Honeywell is likely to post impressive first-quarter results on the back of these strategic acquisitions. The company’s balanced mix of long and short-cycle businesses has the potential to earn consistent above-average returns and mitigate operating risks. In addition, Honeywell continues to launch products and technologies in order to drive organic growth and expand its business. The company’s diligent focus on working capital management, free cash flow generation and a conservative balance sheet is a big positive.

Though Honeywell is in a better position to navigate hardships than its peers, thanks to its proactive restructuring initiatives, it is yet to witness signs of stabilization in a number of its major end markets. A change in the U.S. government’s defense and aerospace funding could also adversely impact sales of Aerospace’s defense and space-related products and services. High research and development costs could also be a drag on the Aerospace segment’s margins and affect its profitability.

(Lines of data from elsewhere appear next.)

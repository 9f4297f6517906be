//! Token types and definitions for the chasm lexer.

use chasm_core::Span;
use std::fmt;

/// A token from the source code.
///
/// The `'ast` lifetime refers to the arena where the lexeme string is allocated.
/// For string literals the lexeme is the unescaped content without quotes;
/// for everything else it is the source text.
#[derive(Clone, Copy, PartialEq)]
pub struct Token<'ast> {
    /// The type of token.
    pub kind: TokenKind,
    /// The text of this token (allocated in arena).
    pub lexeme: &'ast str,
    /// Location in source.
    pub span: Span,
}

impl<'ast> Token<'ast> {
    /// Create a new token.
    #[inline]
    pub fn new(kind: TokenKind, lexeme: &'ast str, span: Span) -> Self {
        Self { kind, lexeme, span }
    }

    /// Whether this token has the given kind.
    #[inline]
    pub fn is(&self, kind: TokenKind) -> bool {
        self.kind == kind
    }
}

impl fmt::Debug for Token<'_> {
    fn fmt(&self, f: &mut fmt::Formatter<'_>) -> fmt::Result {
        write!(f, "{:?}({:?} @ {:?})", self.kind, self.lexeme, self.span)
    }
}

/// All token types of the assembler language.
#[derive(Debug, Clone, Copy, PartialEq, Eq, Hash)]
pub enum TokenKind {
    // =========================================
    // Literals
    // =========================================
    /// Decimal integer literal: `42`, `-7`
    IntLiteral,
    /// Raw-bits literal: `0xFF`, `0b1010`
    BitsLiteral,
    /// Float literal: `3.14`, `-0.5`
    FloatLiteral,
    /// String literal: `"hello\n"`
    StringLiteral,

    // =========================================
    // Identifiers and keywords
    // =========================================
    /// Identifier, including opcode mnemonics.
    Identifier,
    Method,
    Object,
    Try,
    Except,
    Void,

    // =========================================
    // Punctuation
    // =========================================
    LeftBrace,
    RightBrace,
    Less,
    Greater,
    Semicolon,
    Comma,
    Colon,
    Equal,
    Star,
    At,
    Dollar,

    /// End of input.
    Eof,
}

impl TokenKind {
    /// Check if this token is a keyword.
    pub fn is_keyword(self) -> bool {
        matches!(
            self,
            TokenKind::Method | TokenKind::Object | TokenKind::Try | TokenKind::Except | TokenKind::Void
        )
    }

    /// Check if this token is a literal.
    pub fn is_literal(self) -> bool {
        matches!(
            self,
            TokenKind::IntLiteral
                | TokenKind::BitsLiteral
                | TokenKind::FloatLiteral
                | TokenKind::StringLiteral
        )
    }

    /// A description of this token kind for error messages.
    pub fn description(self) -> &'static str {
        match self {
            TokenKind::IntLiteral => "integer literal",
            TokenKind::BitsLiteral => "bits literal",
            TokenKind::FloatLiteral => "float literal",
            TokenKind::StringLiteral => "string literal",
            TokenKind::Identifier => "identifier",
            TokenKind::Method => "'method'",
            TokenKind::Object => "'object'",
            TokenKind::Try => "'try'",
            TokenKind::Except => "'except'",
            TokenKind::Void => "'void'",
            TokenKind::LeftBrace => "'{'",
            TokenKind::RightBrace => "'}'",
            TokenKind::Less => "'<'",
            TokenKind::Greater => "'>'",
            TokenKind::Semicolon => "';'",
            TokenKind::Comma => "','",
            TokenKind::Colon => "':'",
            TokenKind::Equal => "'='",
            TokenKind::Star => "'*'",
            TokenKind::At => "'@'",
            TokenKind::Dollar => "'$'",
            TokenKind::Eof => "end of file",
        }
    }
}

impl fmt::Display for TokenKind {
    fn fmt(&self, f: &mut fmt::Formatter<'_>) -> fmt::Result {
        f.write_str(self.description())
    }
}

/// Look up a keyword by its text.
pub fn lookup_keyword(ident: &str) -> Option<TokenKind> {
    Some(match ident {
        "method" => TokenKind::Method,
        "object" => TokenKind::Object,
        "try" => TokenKind::Try,
        "except" => TokenKind::Except,
        "void" => TokenKind::Void,
        _ => return None,
    })
}
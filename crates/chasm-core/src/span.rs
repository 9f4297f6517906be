//! Source location tracking for diagnostics.
//!
//! Provides [`Span`] to track where tokens and errors occur in assembler source.

use std::fmt;

/// A span of source text, represented by its starting position and length.
///
/// Lines and columns are 1-indexed; columns count bytes.
#[derive(Clone, Copy, PartialEq, Eq, Hash, Default)]
pub struct Span {
    /// Line number (1-indexed).
    pub line: u32,
    /// Column number (1-indexed, byte-based).
    pub col: u32,
    /// Length in bytes.
    pub len: u32,
}

impl Span {
    /// Create a new span from a line, column, and length.
    #[inline]
    pub fn new(line: u32, col: u32, len: u32) -> Self {
        Self { line, col, len }
    }

    /// Create a zero-length span at a position.
    #[inline]
    pub fn point(line: u32, col: u32) -> Self {
        Self { line, col, len: 0 }
    }

    /// Whether this span is empty (zero length).
    #[inline]
    pub fn is_empty(&self) -> bool {
        self.len == 0
    }

    /// Extend this span so it also covers `other`.
    ///
    /// Spans on different lines keep the first position and sum the lengths.
    #[inline]
    pub fn merge(self, other: Span) -> Span {
        if self.line == other.line {
            let start_col = self.col.min(other.col);
            let end_col = (other.col + other.len).max(self.col + self.len);
            Span::new(self.line, start_col, end_col - start_col)
        } else {
            Span::new(self.line, self.col, self.len + other.len)
        }
    }
}

impl fmt::Debug for Span {
    fn fmt(&self, f: &mut fmt::Formatter<'_>) -> fmt::Result {
        write!(f, "{}:{}", self.line, self.col)
    }
}

impl fmt::Display for Span {
    fn fmt(&self, f: &mut fmt::Formatter<'_>) -> fmt::Result {
        write!(f, "{}:{}", self.line, self.col)
    }
}
//! chasm - an assembler for a small stack-machine bytecode.
//!
//! Reads assembler source and produces a `csmx` binary module:
//!
//! ```text
//! source -> lexer -> parser -> main pass -> flatten -> backpatch -> emitter -> bytes
//! ```
//!
//! # Example
//!
//! ```
//! let bytes = chasm::assemble("method main<>void { psh_b 1; pop; ret; }").unwrap();
//! assert_eq!(&bytes[..4], b"csmx");
//! ```

use bumpalo::Bump;

pub use chasm_compiler::{
    self as compiler, DecodedInstruction, ExceptionEntry, Immediate, Instruction, MAGIC, MethodFlags, MethodIr,
    ModuleIr, Node, ObjectIr, decode_instructions,
};
pub use chasm_core::{
    ChasmError, CompilationError, DecodeError, Family, LexError, OpCode, ParseError, ParseErrorKind, Span, Width,
    WidthError,
};
pub use chasm_parser::{self as parser, Parser};

/// Parse and compile `source` into a resolved module.
///
/// The returned module borrows names from `arena`.
pub fn compile<'ast>(source: &str, arena: &'ast Bump) -> Result<ModuleIr<'ast>, ChasmError> {
    let module = Parser::parse(source, arena)?;
    Ok(chasm_compiler::compile(&module)?)
}

/// Assemble `source` into `csmx` bytes.
#[cfg_attr(feature = "profiling", profiling::function)]
pub fn assemble(source: &str) -> Result<Vec<u8>, ChasmError> {
    let arena = Bump::new();
    let module = compile(source, &arena)?;
    Ok(chasm_compiler::emit_module(&module)?)
}

/// Assemble `source` and render its listing.
pub fn listing(source: &str) -> Result<String, ChasmError> {
    let arena = Bump::new();
    Ok(compile(source, &arena)?.listing())
}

Given the company’s international presence, it often faces unfavorable foreign currency movements, affecting its top-line growth. Growing strength of the U.S. dollar is likely to have an adverse impact on the company’s first-quarter revenues. Geopolitical conflicts and disruptions may further affect its international operations in key markets. In order to fend competition, Honeywell has to continually develop and maintain competitive products by adding innovative features that differentiate its products and prevent commoditization. These increase R&D expenditure and have often resulted in margin contraction and reduced bottom-line growth.

Earnings Whispers

Despite all attempts to restructure its business, our proven model does not conclusively show that Honeywell is likely to beat earnings this quarter as it lacks the key components. A stock needs to have both a positive Earnings ESP and a Zacks Rank #1 (Strong Buy), #2 (Buy) or #3 (Hold) for this to happen. This is not the case here as you will see below:

Zacks ESP: Earnings ESP, which represents the difference between the Most Accurate estimate and the Zacks Consensus Estimate, is currently at 0.00%.

Zacks Rank: Honeywell’s Zacks Rank #2 when combined with 0.00% ESP makes an earnings beat prediction uncertain. On the other hand, the Sell-rated stocks (#4 and #5) should never be considered going into an earnings announcement, especially when the company is seeing negative estimate revisions.

Stocks to Consider

Here are some companies you may want to consider as our model shows that these have the right combination of elements to post an earnings beat this quarter:

AutoNation, Inc. AN has an Earnings ESP of +2.15% and a Zacks Rank #2. It is scheduled to report on Apr 22.

The Earnings ESP of Kimberly-Clark Corporation KMB is +1.33% and it has a Zacks Rank #2. The company is expected to report on Apr 22.

McDonald's Corp. MCD has an Earnings ESP of +0.86% and a Zacks Rank #2. It is expected to release results on Apr 22.